Jasmin Kurtić (born 10 January 1989) is a Slovenian professional footballer who plays as a midfielder for Super League Greece club PAOK, on loan from Parma, and the Slovenia national team.

Club career

Early career 
A right-footed midfielder, Kurtić joined the 1. SNL club Gorica in August 2010 from the 2. SNL club Bela Krajina.

His stint at Gorica lasted only six months, as he was noted by scouts of Serie A club Palermo; on 18 December 2010 it was announced Kurtić had agreed a four-and-a-half-year contract with the Sicilians, effective from January 2011, thus making him the fourth Slovenian to join the club during the 2010–11 season.

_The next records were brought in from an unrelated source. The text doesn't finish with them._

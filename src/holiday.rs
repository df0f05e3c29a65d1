//! Holidays defined in either calendar and matched against solar dates.
//!
//! A holiday is a day and month in the solar or the lunar calendar, either
//! recurring every year or tied to one year. Lunar holidays are matched by
//! converting the solar date with [`LunarDate::from_date`], so months are the
//! position of the month in the lunar year (see [`crate::lunar`]).
//!
//! # Example
//!
//! ```
//! use amlich::Date;
//! use amlich::holiday::Holiday;
//!
//! let tet = Holiday::lunar("Tết Nguyên Đán", 1, 1);
//! let today = Date::from_gregorian(1, 2, 2024).unwrap();
//!
//! assert!(tet.occurs_on(Date::from_gregorian(10, 2, 2024).unwrap()));
//! assert_eq!(Some(9), tet.days_until(today));
//! ```

use crate::date::{CalendarSystem, Date, days_in_month};
use crate::error::{Error, Result};
use crate::lunar::{self, LunarDate};

/// Number of years searched ahead for the next occurrence of a recurring
/// holiday. Covers 29 February and the 13th lunar month.
pub const YEARS_AHEAD: i32 = 8;

/// A holiday record.
#[derive(Debug, Clone, PartialEq, Eq, Hash)]
#[cfg_attr(feature = "serde", derive(serde::Serialize, serde::Deserialize))]
pub struct Holiday {
    pub name: String,
    pub description: String,
    pub day: u32,
    pub month: u32,
    /// `None` for a holiday recurring every year.
    pub year: Option<i32>,
    pub calendar: CalendarSystem,
}

impl Holiday {
    /// Creates a holiday recurring every year on a solar date.
    pub fn solar(name: impl Into<String>, day: u32, month: u32) -> Self {
        Self::new(name, day, month, CalendarSystem::Solar)
    }
    /// Creates a holiday recurring every year on a lunar date.
    pub fn lunar(name: impl Into<String>, day: u32, month: u32) -> Self {
        Self::new(name, day, month, CalendarSystem::Lunar)
    }
    fn new(name: impl Into<String>, day: u32, month: u32, calendar: CalendarSystem) -> Self {
        Self {
            name: name.into(),
            description: String::new(),
            day,
            month,
            year: None,
            calendar,
        }
    }
    pub fn with_description(mut self, description: impl Into<String>) -> Self {
        self.description = description.into();
        self
    }
    /// Restricts the holiday to one year of its calendar.
    pub fn in_year(mut self, year: i32) -> Self {
        self.year = Some(year);
        self
    }

    /// Checks the day and month are valid in the holiday's calendar.
    ///
    /// Recurring solar holidays may fall on 29 February. Holidays tied to a
    /// year must name an existing date of that year.
    pub fn validate(&self) -> Result<()> {
        let valid = match (self.calendar, self.year) {
            (CalendarSystem::Solar, None) => {
                (1..=12).contains(&self.month)
                    && (1..=days_in_month(self.month, 2000)).contains(&self.day)
            }
            (CalendarSystem::Solar, Some(year)) => {
                Date::from_gregorian(self.day, self.month, year).is_ok()
            }
            (CalendarSystem::Lunar, None) => {
                LunarDate::new(self.day, self.month, 0, false).is_ok()
            }
            (CalendarSystem::Lunar, Some(year)) => {
                lunar::lunar_to_solar(self.day, self.month, year, false).is_ok()
            }
        };
        if valid {
            Ok(())
        } else {
            Err(Error::InvalidHoliday(format!(
                "{}: no {} date with day {} and month {}{}",
                self.name,
                self.calendar,
                self.day,
                self.month,
                self.year.map(|y| format!(" in {}", y)).unwrap_or_default(),
            )))
        }
    }

    /// Returns `true` if the holiday falls on `date`.
    pub fn occurs_on(&self, date: Date) -> bool {
        let (day, month, year) = match self.calendar {
            CalendarSystem::Solar => date.gregorian(),
            CalendarSystem::Lunar => date.to_lunar().dmy(),
        };
        day == self.day && month == self.month && self.year.is_none_or(|y| y == year)
    }

    /// Returns the first date on or after `from` the holiday falls on.
    ///
    /// Recurring holidays are searched [`YEARS_AHEAD`] years ahead. A lunar
    /// day 30 is skipped in years where that month has 29 days.
    pub fn next_occurrence(&self, from: Date) -> Option<Date> {
        let first_year = match self.calendar {
            CalendarSystem::Solar => from.year(),
            CalendarSystem::Lunar => from.to_lunar().year,
        };
        let years = match self.year {
            Some(year) => year..=year,
            None => first_year..=first_year + YEARS_AHEAD,
        };
        years
            .filter_map(|year| self.date_in(year))
            .find(|&date| date >= from && self.occurs_on(date))
    }

    /// Returns the number of days from `from` to the next occurrence.
    pub fn days_until(&self, from: Date) -> Option<i32> {
        self.next_occurrence(from).map(|date| date - from)
    }

    fn date_in(&self, year: i32) -> Option<Date> {
        match self.calendar {
            CalendarSystem::Solar => Date::from_gregorian(self.day, self.month, year).ok(),
            CalendarSystem::Lunar => lunar::lunar_to_solar(self.day, self.month, year, false).ok(),
        }
    }
}

/// Returns the holidays falling on `date`.
pub fn holidays_on(holidays: &[Holiday], date: Date) -> impl Iterator<Item = &Holiday> {
    holidays.iter().filter(move |h| h.occurs_on(date))
}

/// Returns the next occurrence of each holiday on or after `from`, earliest
/// first, keeping at most `limit` of them. Holidays with no occurrence within
/// [`YEARS_AHEAD`] years are left out; ties keep the order of `holidays`.
///
/// # Example
///
/// ```
/// use amlich::Date;
/// use amlich::holiday::{self, Holiday};
///
/// let holidays = [
///     Holiday::solar("Quốc Khánh", 2, 9),
///     Holiday::lunar("Tết Nguyên Đán", 1, 1),
/// ];
/// let today = Date::from_gregorian(1, 1, 2024).unwrap();
/// let next = holiday::upcoming(&holidays, today, 1);
///
/// assert_eq!("Tết Nguyên Đán", next[0].1.name);
/// assert_eq!("2024-02-10", next[0].0.iso_gregorian());
/// ```
pub fn upcoming(holidays: &[Holiday], from: Date, limit: usize) -> Vec<(Date, &Holiday)> {
    let mut found: Vec<_> = holidays
        .iter()
        .filter_map(|h| h.next_occurrence(from).map(|date| (date, h)))
        .collect();
    found.sort_by_key(|&(date, _)| date);
    found.truncate(limit);
    found
}

/// Returns the holidays of `calendar` defined in `month` of that calendar.
pub fn holidays_in_month(
    holidays: &[Holiday],
    calendar: CalendarSystem,
    month: u32,
) -> impl Iterator<Item = &Holiday> {
    holidays
        .iter()
        .filter(move |h| h.calendar == calendar && h.month == month)
}
//! Conversion between the Gregorian calendar and the Vietnamese lunar
//! calendar (âm lịch).
//!
//! Lunar months are located with an approximate new moon series rather than
//! a lookup table, see [`lunar::ephemeris`]. Dates lying right at a month
//! boundary may land one day off; everything else is exact arithmetic on
//! Julian days.
//!
//! # Examples
//!
//! Converting a solar date, and back:
//!
//! ```
//! use amlich::{lunar_to_solar, solar_to_lunar};
//!
//! let tet = solar_to_lunar(10, 2, 2024).unwrap();
//! assert_eq!((1, 1, 2024), tet.dmy());
//! assert_eq!("Giáp Thìn", tet.year_name());
//!
//! let date = lunar_to_solar(1, 1, 2024, false).unwrap();
//! assert_eq!((10, 2, 2024), date.gregorian());
//! ```
//!
//! Working with [`Date`]:
//!
//! ```
//! use amlich::Date;
//!
//! let date = Date::from_gregorian(22, 1, 2023).unwrap();
//!
//! assert_eq!(7, date.day_of_week()); // Sunday
//! assert_eq!((1, 1, 2023), date.to_lunar().dmy());
//! ```
//!
//! # Features
//!
//! - `serde`: derives `Serialize` and `Deserialize` for the data types.
//!
//! `cargo test --all-features` runs the serialization tests as well.

pub mod calendar;
pub mod date;
pub mod error;
pub mod holiday;
pub mod julian;
pub mod lunar;

pub use date::{CalendarDate, CalendarSystem, Date, YearType};
pub use error::{Error, Result};
pub use holiday::Holiday;
pub use lunar::{LunarDate, lunar_to_solar, solar_to_lunar};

On 12 January 2011, Kurtić made his Palermo debut in the Coppa Italia round of 16 game against Chievo; the match ended in a 1–0 win for Palermo.
On 13 February 2011, Kurtić made his debut in Serie A, playing the whole 90 minutes against Fiorentina. On 10 April 2011, Kurtić scored his first goal in Serie A for Palermo against Cesena.

On 1 August 2011, he moved on loan to Varese in Serie B, with an option for his new club to acquire 50% of his transfer rights by the end of the season. He debuted for the team in Serie B on 27 August against Bari. For the 2012–13 season he returned to Palermo.

Sassuolo 
On 1 July 2013, Kurtić moved to Sassuolo in a co-ownership deal. He made his Sassuolo debut in the third round of Coppa Italia away to Novara on 17 August 2013, as a starter.

Loan to Torino 

On 30 January 2014, he moved to Torino on loan, also at the decision of Palermo, who owned half of his player rights. He scored his first goal for Torino on 19 April 2014 in the 34th round away to Lazio (3–3). During the season, Kurtić collected 16 appearances and scored two goals in the league.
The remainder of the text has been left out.